His Obersalzberg cycle uses the same cues as Frentz – but this time to break the Nazi spell the earlier photographer cast. There are majestic landscapes as untouched now as in Hitler's day; women's plaited hairdos and stark, spotlit shots of young men dressed – and undressed – as Nazi officers in stilted poses, of power and servility, drawn from the Frentz images.

Unsurprisingly, the project generated a huge fuss, with some accusing Mühe of fetishising and co-opting the Nazi aesthetic for his own artistic ends.

“The [images] celebrate the despicable, blatantly mimic the authenticity of the images we know,” writes Luc Tuymans in an essay published in the book. “It’s as if they’re breathing down our necks.”

But Mühe’s images are no slavish tribute. Instead he restages the narcissistic Nazi gaze using nostalgic Agfacolor tones. Then he updates the original images for the modern viewer: here a mobile phone, there a well-known German actor. Finally, after discreetly reducing the historical distance between the “historical” image and the viewer, he gently heats things up until, like a frog in a saucepan of water, his audience is caught.

As menacing as his full-size images are, it is his Obersalzberg hardback book, which adopts a 1930s publishing aesthetic, that appeals and appals.
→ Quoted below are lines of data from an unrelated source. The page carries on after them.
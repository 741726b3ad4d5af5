use crate::api::attendance::RecordAttendance;
use crate::model::attendance::{AttendanceEntry, AttendanceStatus};
use utoipa::OpenApi;

#[derive(OpenApi)]
#[openapi(
    info(
        title = "Attendance API",
        version = "1.0.0",
        description = r#"
## Attendance Recorder

Records a name with a server-generated timestamp in **IST** (Asia/Kolkata)
and lists the records for a given date.

- `POST /attendance` with `{"name": "..."}`
- `GET /api/attendance?date=YYYY-MM-DD`

Dates are matched as a text prefix of the stored `YYYY-MM-DD HH:mm:ss` timestamp.

---
Built with **Rust**, **Actix Web**, **SQLx**, and **Utoipa**.
"#,
    ),
    paths(
        crate::api::attendance::record_attendance,
        crate::api::attendance::list_attendance,
    ),
    components(schemas(RecordAttendance, AttendanceEntry, AttendanceStatus)),
    tags(
        (name = "Attendance", description = "Attendance recording APIs"),
    )
)]
pub struct ApiDoc;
For anyone who feels jaded by the retreating, ever-present Nazi legacy, Obersalzberg is a brilliantly daring palate refresher that demystifies and deconsecrates problematic images left unquestioned for seven decades.
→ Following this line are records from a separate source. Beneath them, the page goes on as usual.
//! Configuration validation.

use crate::schema::Config;

/// Validation result.
#[derive(Debug, Default)]
pub struct ValidationResult {
    pub errors: Vec<ValidationError>,
    pub warnings: Vec<ValidationWarning>,
}

impl ValidationResult {
    pub fn is_valid(&self) -> bool {
        self.errors.is_empty()
    }

    pub fn add_error(&mut self, error: ValidationError) {
        self.errors.push(error);
    }

    pub fn add_warning(&mut self, warning: ValidationWarning) {
        self.warnings.push(warning);
    }
}

/// A validation error.
#[derive(Debug)]
pub struct ValidationError {
    pub path: String,
    pub message: String,
}

impl ValidationError {
    pub fn new(path: impl Into<String>, message: impl Into<String>) -> Self {
        Self {
            path: path.into(),
            message: message.into(),
        }
    }
}

/// A validation warning.
#[derive(Debug)]
pub struct ValidationWarning {
    pub path: String,
    pub message: String,
}

impl ValidationWarning {
    pub fn new(path: impl Into<String>, message: impl Into<String>) -> Self {
        Self {
            path: path.into(),
            message: message.into(),
        }
    }
}

/// Configuration validator.
pub struct ConfigValidator;

impl ConfigValidator {
    /// Validate the configuration.
    pub fn validate(config: &Config) -> ValidationResult {
        let mut result = ValidationResult::default();

        Self::validate_database(config, &mut result);
        Self::validate_scheduler(config, &mut result);
        Self::validate_stream(config, &mut result);
        Self::validate_logging(config, &mut result);

        result
    }

    fn validate_database(config: &Config, result: &mut ValidationResult) {
        if config.database.path.trim().is_empty() {
            result.add_error(ValidationError::new("database.path", "Database path cannot be empty"));
        }
    }

    fn validate_scheduler(config: &Config, result: &mut ValidationResult) {
        if config.scheduler.max_pending_jobs == 0 {
            result.add_error(ValidationError::new(
                "scheduler.max_pending_jobs",
                "Max pending jobs must be greater than 0",
            ));
        }

        if !config.scheduler.recover_on_start {
            result.add_warning(ValidationWarning::new(
                "scheduler.recover_on_start",
                "Postponed messages will not be delivered after a restart until they are postponed again",
            ));
        }
    }

    fn validate_stream(config: &Config, result: &mut ValidationResult) {
        if config.stream.channel_capacity == 0 {
            result.add_error(ValidationError::new(
                "stream.channel_capacity",
                "Channel capacity must be greater than 0",
            ));
        }
    }

    fn validate_logging(config: &Config, result: &mut ValidationResult) {
        if config.logging.max_log_files == 0 {
            result.add_warning(ValidationWarning::new(
                "logging.max_log_files",
                "Rotated log files will never be pruned",
            ));
        }
    }
}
And, although he works carefully and consciously, Mühe says he is anxious viewers make up their own minds about his images' intentions. "A lot of Vergangenheitsbewältigung in the last years has been very pedagogical and very steered, where you're expected to feel a certain way at the end – like you should apologise," he says.

For Mühe, his targeted provocation is a means to an end: the risks he takes in Obersalzberg are an attempt to make Hitler relevant for his contemporaries, the grandchildren of the perpetrator generation. "This project is successful if I can shock people into staying alert," he says.
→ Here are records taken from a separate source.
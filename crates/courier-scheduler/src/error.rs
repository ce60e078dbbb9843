//! Error types for the scheduler.

use thiserror::Error;

use courier_protocols::{DirectoryError, MessageId, StoreError};

/// Errors raised by a [`TimerEngine`](crate::TimerEngine) when it refuses a timer.
#[derive(Debug, Error)]
pub enum TimerError {
    /// The engine was shut down.
    #[error("Timer engine is shut down")]
    ShutDown,

    /// No tokio runtime is available to drive the timer.
    #[error("No async runtime available: {0}")]
    NoRuntime(String),

    /// Too many timers are pending.
    #[error("Timer capacity exceeded: {0} pending")]
    CapacityExceeded(usize),
}

/// Errors surfaced to callers of the scheduler.
#[derive(Debug, Error)]
pub enum ScheduleError {
    /// The timer engine rejected the job. The message stays persisted
    /// with its postponement but will not be delivered automatically.
    #[error("Failed to schedule message {id}: {source}")]
    Timer {
        id: MessageId,
        #[source]
        source: TimerError,
    },

    /// Startup recovery was requested a second time.
    #[error("Recovery has already run")]
    RecoveryAlreadyRun,

    #[error("Store error: {0}")]
    Store(#[from] StoreError),

    #[error("Directory error: {0}")]
    Directory(#[from] DirectoryError),
}

/// Result type for scheduler operations.
pub type ScheduleResult<T> = Result<T, ScheduleError>;
//! Message store errors.

use thiserror::Error;

#[derive(Debug, Error)]
pub enum StoreError {
    #[error("Message not found: {0}")]
    NotFound(String),

    #[error("Query error: {0}")]
    QueryError(String),

    #[error("Serialization error: {0}")]
    SerializationError(String),

    #[error("Connection error: {0}")]
    ConnectionError(String),
}

impl From<serde_json::Error> for StoreError {
    fn from(err: serde_json::Error) -> Self {
        StoreError::SerializationError(err.to_string())
    }
}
This is also the ambition, using a very different approach, of author Timur Vermes and his bestselling novel Look Who's Back . The central conceit of his book, published this week in English, is that Hitler wakes up in 2011 Berlin. He quickly gets to grips with modern Germany – from its political system to digital media – so he can pick up where he left off.

Vermes hit on the idea when he stumbled across an English-language volume titled Hitler's Second Book . Vermes says he never realised Hitler's political tract, Mein Kampf , had a second volume. He joked to himself that, "with a title like that, you might as well write a third".

With Hitler indisposed, Vermes – a ghostwriter by trade – decided to have a go himself. Writing as Hitler in the first person is a daring decision and, for many of its jokes to work, assumes readers are well- informed about the Nazi era. Vermes mimics Hitler's turgid prose from Mein Kampf but, reading the German original and English edition in parallel, it soon becomes clear that much of the satirical ambition is lost in translation.

English readers are left, instead, with more direct attempts at humour such as Hitler’s distress at seeing Germany run by a “chunky woman with all the confidence and charisma of a weeping willow”.

Writing as Hitler means Vermes stays in character to express his “gratification” at the continued “decimation” of German Jewry. His Hitler argues that West Germany’s post-war economic miracle “went hand-in-hand with the disappearance of the Jewish parasites”.

“If you still refuse to believe this,” adds Hitler, “you need only take a look at the eastern half of the country, where for decades they specifically imported Bolshevism and its Jewish teachings.”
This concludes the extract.